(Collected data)
========================
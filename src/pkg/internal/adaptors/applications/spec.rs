use chrono::{DateTime, Utc};
use serde::{Deserialize, Serialize};
use sqlx::FromRow;

use crate::pkg::internal::status::ApplicationStatus;

#[derive(Debug, Clone, PartialEq, Serialize, Deserialize, FromRow)]
#[serde(rename_all = "camelCase")]
pub struct ApplicationEntry {
    pub id: String,
    pub company: String,
    pub role: String,
    pub location: Option<String>,
    pub url: Option<String>,
    pub status: ApplicationStatus,
    pub applied_at: DateTime<Utc>,
    pub notes: Option<String>,
}

/// A normalized record ready to be written.
#[derive(Debug, Clone)]
pub struct NewApplication {
    pub company: String,
    pub role: String,
    pub location: Option<String>,
    pub url: Option<String>,
    pub status: ApplicationStatus,
    pub notes: Option<String>,
    pub applied_at: DateTime<Utc>,
}

/// Partial update. `None` leaves a column alone; `Some(None)` clears a
/// nullable one.
#[derive(Debug, Clone, Default)]
pub struct ApplicationPatch {
    pub company: Option<String>,
    pub role: Option<String>,
    pub location: Option<Option<String>>,
    pub url: Option<Option<String>>,
    pub status: Option<ApplicationStatus>,
    pub notes: Option<Option<String>>,
}

impl ApplicationPatch {
    pub fn is_empty(&self) -> bool {
        self.company.is_none()
            && self.role.is_none()
            && self.location.is_none()
            && self.url.is_none()
            && self.status.is_none()
            && self.notes.is_none()
    }

    pub fn apply(self, entry: &mut ApplicationEntry) {
        if let Some(company) = self.company {
            entry.company = company;
        }
        if let Some(role) = self.role {
            entry.role = role;
        }
        if let Some(location) = self.location {
            entry.location = location;
        }
        if let Some(url) = self.url {
            entry.url = url;
        }
        if let Some(status) = self.status {
            entry.status = status;
        }
        if let Some(notes) = self.notes {
            entry.notes = notes;
        }
    }
}

pub(crate) const COLUMNS: &str = "id, company, role, location, url, status, applied_at, notes";
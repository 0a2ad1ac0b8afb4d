use std::collections::HashSet;

use rand::Rng;
use rand::SeedableRng;
use rand_chacha::ChaCha8Rng;
use sha2::{Digest, Sha256};

use crate::api::WorkerId;

/// Deterministic shard seed for a tenant.
///
/// A pure function of the tenant id (SHA-256, first 8 little-endian digest
/// bytes), so every broker instance derives the same seed without
/// coordination. The second argument qualifies a sub-shard; the request
/// queue always passes `""`.
pub(crate) fn shuffle_shard_seed(tenant_id: &str, extra: &str) -> u64 {
    let mut hasher = Sha256::new();
    hasher.update(tenant_id.as_bytes());
    hasher.update([0u8]);
    hasher.update(extra.as_bytes());
    let digest = hasher.finalize();

    let mut seed = [0u8; 8];
    seed.copy_from_slice(&digest[..8]);
    u64::from_le_bytes(seed)
}

/// Selects `count` distinct workers from `sorted` by an inside-out draw:
/// pick a random index, record it, swap it past `last`, shrink the range.
/// ChaCha8 guarantees the same byte stream for the same seed on every
/// platform, so two brokers holding the same sorted roster agree on the
/// subset.
///
/// Callers must ensure `0 < count < sorted.len()`; the unrestricted cases are
/// decided before sampling. `scratch` is cleared and refilled here so one
/// buffer can serve a whole recomputation pass.
pub(crate) fn sample_worker_subset(
    seed: u64,
    count: usize,
    sorted: &[WorkerId],
    scratch: &mut Vec<WorkerId>,
) -> HashSet<WorkerId> {
    let mut rng = ChaCha8Rng::seed_from_u64(seed);

    scratch.clear();
    scratch.extend_from_slice(sorted);

    let mut subset = HashSet::with_capacity(count);
    let mut last = scratch.len() - 1;
    for _ in 0..count {
        let r = rng.random_range(0..=last);
        subset.insert(scratch[r].clone());
        scratch.swap(r, last);
        last = last.saturating_sub(1);
    }
    subset
}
========================
## About this task
Line by line, print the records above exactly as they stand.

## Completed task
filename src/pkg/internal/adaptors/applications/spec.rs
use chrono::{DateTime, Utc};
use serde::{Deserialize, Serialize};
use sqlx::FromRow;

use crate::pkg::internal::status::ApplicationStatus;

#[derive(Debug, Clone, PartialEq, Serialize, Deserialize, FromRow)]
#[serde(rename_all = "camelCase")]
pub struct ApplicationEntry {
    pub id: String,
    pub company: String,
    pub role: String,
    pub location: Option<String>,
    pub url: Option<String>,
    pub status: ApplicationStatus,
    pub applied_at: DateTime<Utc>,
    pub notes: Option<String>,
}

/// A normalized record ready to be written.
#[derive(Debug, Clone)]
pub struct NewApplication {
    pub company: String,
    pub role: String,
    pub location: Option<String>,
    pub url: Option<String>,
    pub status: ApplicationStatus,
    pub notes: Option<String>,
    pub applied_at: DateTime<Utc>,
}

/// Partial update. `None` leaves a column alone; `Some(None)` clears a
/// nullable one.
#[derive(Debug, Clone, Default)]
pub struct ApplicationPatch {
    pub company: Option<String>,
    pub role: Option<String>,
    pub location: Option<Option<String>>,
    pub url: Option<Option<String>>,
    pub status: Option<ApplicationStatus>,
    pub notes: Option<Option<String>>,
}

impl ApplicationPatch {
    pub fn is_empty(&self) -> bool {
        self.company.is_none()
            && self.role.is_none()
            && self.location.is_none()
            && self.url.is_none()
            && self.status.is_none()
            && self.notes.is_none()
    }

    pub fn apply(self, entry: &mut ApplicationEntry) {
        if let Some(company) = self.company {
            entry.company = company;
        }
        if let Some(role) = self.role {
            entry.role = role;
        }
        if let Some(location) = self.location {
            entry.location = location;
        }
        if let Some(url) = self.url {
            entry.url = url;
        }
        if let Some(status) = self.status {
            entry.status = status;
        }
        if let Some(notes) = self.notes {
            entry.notes = notes;
        }
    }
}

pub(crate) const COLUMNS: &str = "id, company, role, location, url, status, applied_at, notes";
repository 0a2ad1ac0b8afb4d
use std::collections::HashSet;

use rand::Rng;
use rand::SeedableRng;
use rand_chacha::ChaCha8Rng;
use sha2::{Digest, Sha256};

use crate::api::WorkerId;

/// Deterministic shard seed for a tenant.
///
/// A pure function of the tenant id (SHA-256, first 8 little-endian digest
/// bytes), so every broker instance derives the same seed without
/// coordination. The second argument qualifies a sub-shard; the request
/// queue always passes `""`.
pub(crate) fn shuffle_shard_seed(tenant_id: &str, extra: &str) -> u64 {
    let mut hasher = Sha256::new();
    hasher.update(tenant_id.as_bytes());
    hasher.update([0u8]);
    hasher.update(extra.as_bytes());
    let digest = hasher.finalize();

    let mut seed = [0u8; 8];
    seed.copy_from_slice(&digest[..8]);
    u64::from_le_bytes(seed)
}

/// Selects `count` distinct workers from `sorted` by an inside-out draw:
/// pick a random index, record it, swap it past `last`, shrink the range.
/// ChaCha8 guarantees the same byte stream for the same seed on every
/// platform, so two brokers holding the same sorted roster agree on the
/// subset.
///
/// Callers must ensure `0 < count < sorted.len()`; the unrestricted cases are
/// decided before sampling. `scratch` is cleared and refilled here so one
/// buffer can serve a whole recomputation pass.
pub(crate) fn sample_worker_subset(
    seed: u64,
    count: usize,
    sorted: &[WorkerId],
    scratch: &mut Vec<WorkerId>,
) -> HashSet<WorkerId> {
    let mut rng = ChaCha8Rng::seed_from_u64(seed);

    scratch.clear();
    scratch.extend_from_slice(sorted);

    let mut subset = HashSet::with_capacity(count);
    let mut last = scratch.len() - 1;
    for _ in 0..count {
        let r = rng.random_range(0..=last);
        subset.insert(scratch[r].clone());
        scratch.swap(r, last);
        last = last.saturating_sub(1);
    }
    subset
}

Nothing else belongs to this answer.